SMO Optimization Capabilities¶

This note analyzes the Synergetic Meta-Orchestrator’s (SMO) current optimization capabilities, as implemented in its codebase (notably within utils/placement.py and utils.scaling.py). We will describe how these optimization functions are invoked, the specific data they consume, and how their outputs drive SMO’s orchestration actions.

The SMO employs mathematical optimization, primarily using the CVXPY convex optimization library, to make intelligent decisions regarding the deployment and ongoing management of Hyper Distributed Application Graphs (HDAGs). Its current optimization logic is focused on two key areas: service placement and replica scaling.
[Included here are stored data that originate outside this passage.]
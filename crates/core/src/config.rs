use serde::{Deserialize, Serialize};
use std::time::Duration;

/// Engine-wide defaults. Per-step options in a workflow definition override
/// the retry and timeout values.
#[derive(Debug, Clone, Serialize, Deserialize)]
pub struct EngineConfig {
    #[serde(default)]
    pub retry: RetryConfig,

    #[serde(default)]
    pub poll: PollConfig,

    #[serde(default = "default_task_timeout_secs")]
    pub task_timeout_secs: u64,
}

fn default_task_timeout_secs() -> u64 {
    60
}

impl Default for EngineConfig {
    fn default() -> Self {
        Self {
            retry: RetryConfig::default(),
            poll: PollConfig::default(),
            task_timeout_secs: default_task_timeout_secs(),
        }
    }
}

impl EngineConfig {
    /// Task timeout for a step, honouring its override
    pub fn task_timeout(&self, step_timeout_secs: Option<u64>) -> Duration {
        Duration::from_secs(step_timeout_secs.unwrap_or(self.task_timeout_secs))
    }
}

/// Bounded retry with exponential backoff: `base * 2^attempts`, capped.
#[derive(Debug, Clone, Serialize, Deserialize)]
pub struct RetryConfig {
    #[serde(default = "default_max_attempts")]
    pub max_attempts: u32,

    #[serde(default = "default_base_delay_secs")]
    pub base_delay_secs: u64,

    #[serde(default = "default_max_delay_secs")]
    pub max_delay_secs: u64,
}

fn default_max_attempts() -> u32 {
    3
}

fn default_base_delay_secs() -> u64 {
    1
}

fn default_max_delay_secs() -> u64 {
    300
}

impl Default for RetryConfig {
    fn default() -> Self {
        Self {
            max_attempts: default_max_attempts(),
            base_delay_secs: default_base_delay_secs(),
            max_delay_secs: default_max_delay_secs(),
        }
    }
}

impl RetryConfig {
    /// Visibility delay before a failed task is retried.
    ///
    /// `attempts` is the number of claims the task has had so far.
    pub fn delay_for(&self, base_override: Option<u64>, attempts: u32) -> Duration {
        let base = base_override.unwrap_or(self.base_delay_secs);
        let factor = 2_u64.checked_pow(attempts).unwrap_or(u64::MAX);
        let secs = base.saturating_mul(factor).min(self.max_delay_secs);
        Duration::from_secs(secs)
    }
}

/// How the dispatcher polls the queue
#[derive(Debug, Clone, Serialize, Deserialize)]
pub struct PollConfig {
    /// Longest a single `start_tasks` call blocks waiting for messages
    #[serde(default = "default_max_poll_ms")]
    pub max_poll_ms: u64,

    /// Re-check interval while blocked
    #[serde(default = "default_poll_interval_ms")]
    pub poll_interval_ms: u64,

    /// Visibility timeout applied when a message is read, before the claim
    /// narrows it to the step's own timeout
    #[serde(default = "default_visibility_timeout_secs")]
    pub visibility_timeout_secs: u64,
}

fn default_max_poll_ms() -> u64 {
    5_000
}

fn default_poll_interval_ms() -> u64 {
    100
}

fn default_visibility_timeout_secs() -> u64 {
    62
}

impl Default for PollConfig {
    fn default() -> Self {
        Self {
            max_poll_ms: default_max_poll_ms(),
            poll_interval_ms: default_poll_interval_ms(),
            visibility_timeout_secs: default_visibility_timeout_secs(),
        }
    }
}

impl PollConfig {
    pub fn max_poll(&self) -> Duration {
        Duration::from_millis(self.max_poll_ms)
    }

    pub fn poll_interval(&self) -> Duration {
        Duration::from_millis(self.poll_interval_ms)
    }

    pub fn visibility_timeout(&self) -> Duration {
        Duration::from_secs(self.visibility_timeout_secs)
    }
}
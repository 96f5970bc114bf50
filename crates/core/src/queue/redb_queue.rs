use super::{after, Queue, QueueMessage, ReadOptions};
use crate::store::schema::{
    message_key, queue_prefix, MESSAGE_SEQ_KEY, QUEUES_TABLE, QUEUE_ARCHIVE_TABLE,
    QUEUE_MESSAGES_TABLE,
};
use crate::store::{FlowStore, RecordReader, RedbStore, WriteScope};
use anyhow::{anyhow, Result};
use chrono::{DateTime, Utc};
use serde::{Deserialize, Serialize};
use std::sync::Arc;
use std::time::Duration;
use tokio::sync::Notify;
use tokio::time::Instant;

#[derive(Debug, Clone, Serialize, Deserialize)]
struct QueueInfo {
    name: String,
    created_at: DateTime<Utc>,
}

/// A message after it has been archived
#[derive(Debug, Clone, Serialize, Deserialize)]
pub struct ArchivedMessage {
    #[serde(flatten)]
    pub message: QueueMessage,
    pub archived_at: DateTime<Utc>,
}

/// Queue whose backing tables live in the same redb database as the run
/// state, so the engine can enqueue inside its own state transactions.
#[derive(Clone)]
pub struct RedbQueue {
    store: RedbStore,
    notify: Arc<Notify>,
}

impl RedbQueue {
    pub fn new(store: RedbStore) -> Self {
        let notify = store.notifier();
        Self { store, notify }
    }

    pub(crate) fn ensure_queue_in(scope: &WriteScope, queue: &str) -> Result<()> {
        if scope.get_record::<QueueInfo>(QUEUES_TABLE, queue)?.is_none() {
            tracing::info!("Creating queue {}", queue);
            scope.put_record(
                QUEUES_TABLE,
                queue,
                &QueueInfo {
                    name: queue.to_string(),
                    created_at: Utc::now(),
                },
            )?;
        }
        Ok(())
    }

    fn require_queue<R: RecordReader>(scope: &R, queue: &str) -> Result<()> {
        scope
            .get_record::<QueueInfo>(QUEUES_TABLE, queue)?
            .map(|_| ())
            .ok_or_else(|| anyhow!("Queue {} does not exist", queue))
    }

    pub(crate) fn send_in(
        scope: &WriteScope,
        queue: &str,
        message: serde_json::Value,
        delay: Duration,
    ) -> Result<i64> {
        Self::require_queue(scope, queue)?;

        let msg_id = i64::try_from(scope.next_sequence(MESSAGE_SEQ_KEY)?)?;
        let now = Utc::now();
        let record = QueueMessage {
            msg_id,
            read_ct: 0,
            enqueued_at: now,
            visible_at: if delay.is_zero() { now } else { after(delay) },
            message,
        };
        scope.put_record(QUEUE_MESSAGES_TABLE, &message_key(queue, msg_id), &record)?;
        Ok(msg_id)
    }

    /// Lease up to `max_messages` visible messages, oldest first
    pub(crate) fn read_in(
        scope: &WriteScope,
        queue: &str,
        visibility_timeout: Duration,
        max_messages: usize,
    ) -> Result<Vec<QueueMessage>> {
        Self::require_queue(scope, queue)?;

        let now = Utc::now();
        let visible_at = after(visibility_timeout);
        let mut batch = Vec::new();

        let messages: Vec<QueueMessage> =
            scope.scan_records(QUEUE_MESSAGES_TABLE, &queue_prefix(queue))?;
        for mut msg in messages {
            if batch.len() >= max_messages {
                break;
            }
            if msg.visible_at > now {
                continue;
            }
            msg.read_ct += 1;
            msg.visible_at = visible_at;
            scope.put_record(QUEUE_MESSAGES_TABLE, &message_key(queue, msg.msg_id), &msg)?;
            batch.push(msg);
        }

        Ok(batch)
    }

    /// Whether `read_in` would return anything right now
    fn has_visible_in<R: RecordReader>(scope: &R, queue: &str) -> Result<bool> {
        Self::require_queue(scope, queue)?;

        let now = Utc::now();
        let messages: Vec<QueueMessage> =
            scope.scan_records(QUEUE_MESSAGES_TABLE, &queue_prefix(queue))?;
        Ok(messages.iter().any(|msg| msg.visible_at <= now))
    }

    pub(crate) fn archive_in(scope: &WriteScope, queue: &str, msg_id: i64) -> Result<bool> {
        let key = message_key(queue, msg_id);
        let Some(message) = scope.get_record::<QueueMessage>(QUEUE_MESSAGES_TABLE, &key)? else {
            return Ok(false);
        };
        scope.remove_record(QUEUE_MESSAGES_TABLE, &key)?;
        scope.put_record(
            QUEUE_ARCHIVE_TABLE,
            &key,
            &ArchivedMessage {
                message,
                archived_at: Utc::now(),
            },
        )?;
        Ok(true)
    }

    pub(crate) fn delete_in(scope: &WriteScope, queue: &str, msg_id: i64) -> Result<bool> {
        scope.remove_record(QUEUE_MESSAGES_TABLE, &message_key(queue, msg_id))
    }

    pub(crate) fn set_vt_in(
        scope: &WriteScope,
        queue: &str,
        msg_id: i64,
        delay: Duration,
    ) -> Result<bool> {
        let key = message_key(queue, msg_id);
        let Some(mut message) = scope.get_record::<QueueMessage>(QUEUE_MESSAGES_TABLE, &key)? else {
            return Ok(false);
        };
        message.visible_at = after(delay);
        scope.put_record(QUEUE_MESSAGES_TABLE, &key, &message)?;
        Ok(true)
    }

    /// Messages still in the queue (visible or not)
    pub fn pending(&self, queue: &str) -> Result<Vec<QueueMessage>> {
        self.store
            .read(|scope| scope.scan_records(QUEUE_MESSAGES_TABLE, &queue_prefix(queue)))
    }

    pub fn archived(&self, queue: &str) -> Result<Vec<ArchivedMessage>> {
        self.store
            .read(|scope| scope.scan_records(QUEUE_ARCHIVE_TABLE, &queue_prefix(queue)))
    }
}

#[async_trait::async_trait]
impl Queue for RedbQueue {
    async fn create_queue(&self, queue: &str) -> Result<()> {
        self.store
            .write(|scope| Self::ensure_queue_in(scope, queue))
    }

    async fn send(
        &self,
        queue: &str,
        message: serde_json::Value,
        delay: Duration,
    ) -> Result<i64> {
        let msg_id = self
            .store
            .write(|scope| Self::send_in(scope, queue, message, delay))?;
        self.notify_waiters();
        Ok(msg_id)
    }

    async fn read_with_poll(&self, queue: &str, options: ReadOptions) -> Result<Vec<QueueMessage>> {
        let deadline = Instant::now() + options.max_poll;

        loop {
            // Register interest before checking so a send between the check
            // and the wait still wakes us.
            let notified = self.notify.notified();
            tokio::pin!(notified);
            notified.as_mut().enable();

            // Check in a read snapshot first so an idle queue never takes the
            // write lock
            if self.store.read(|scope| Self::has_visible_in(scope, queue))? {
                let batch = self.store.write(|scope| {
                    Self::read_in(
                        scope,
                        queue,
                        options.visibility_timeout,
                        options.max_messages,
                    )
                })?;
                if !batch.is_empty() {
                    return Ok(batch);
                }
            }

            let now = Instant::now();
            if now >= deadline {
                return Ok(Vec::new());
            }
            let wait = options.poll_interval.min(deadline - now);
            let _ = tokio::time::timeout(wait, notified).await;
        }
    }

    async fn archive(&self, queue: &str, msg_id: i64) -> Result<bool> {
        self.store
            .write(|scope| Self::archive_in(scope, queue, msg_id))
    }

    async fn delete(&self, queue: &str, msg_id: i64) -> Result<bool> {
        self.store
            .write(|scope| Self::delete_in(scope, queue, msg_id))
    }

    async fn set_vt(&self, queue: &str, msg_id: i64, delay: Duration) -> Result<bool> {
        self.store
            .write(|scope| Self::set_vt_in(scope, queue, msg_id, delay))
    }

    fn notify_waiters(&self) {
        self.notify.notify_waiters();
    }
}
1. Service Placement Optimization¶

SMO uses two distinct placement algorithms: a simpler “naive” algorithm for initial deployment and a more complex CVXPY-based optimization for re-evaluating placement.

A. Initial Placement (`utils.placement.calculate_naive_placement`)¶

This algorithm determines the first placement of services when an HDAG is initially deployed.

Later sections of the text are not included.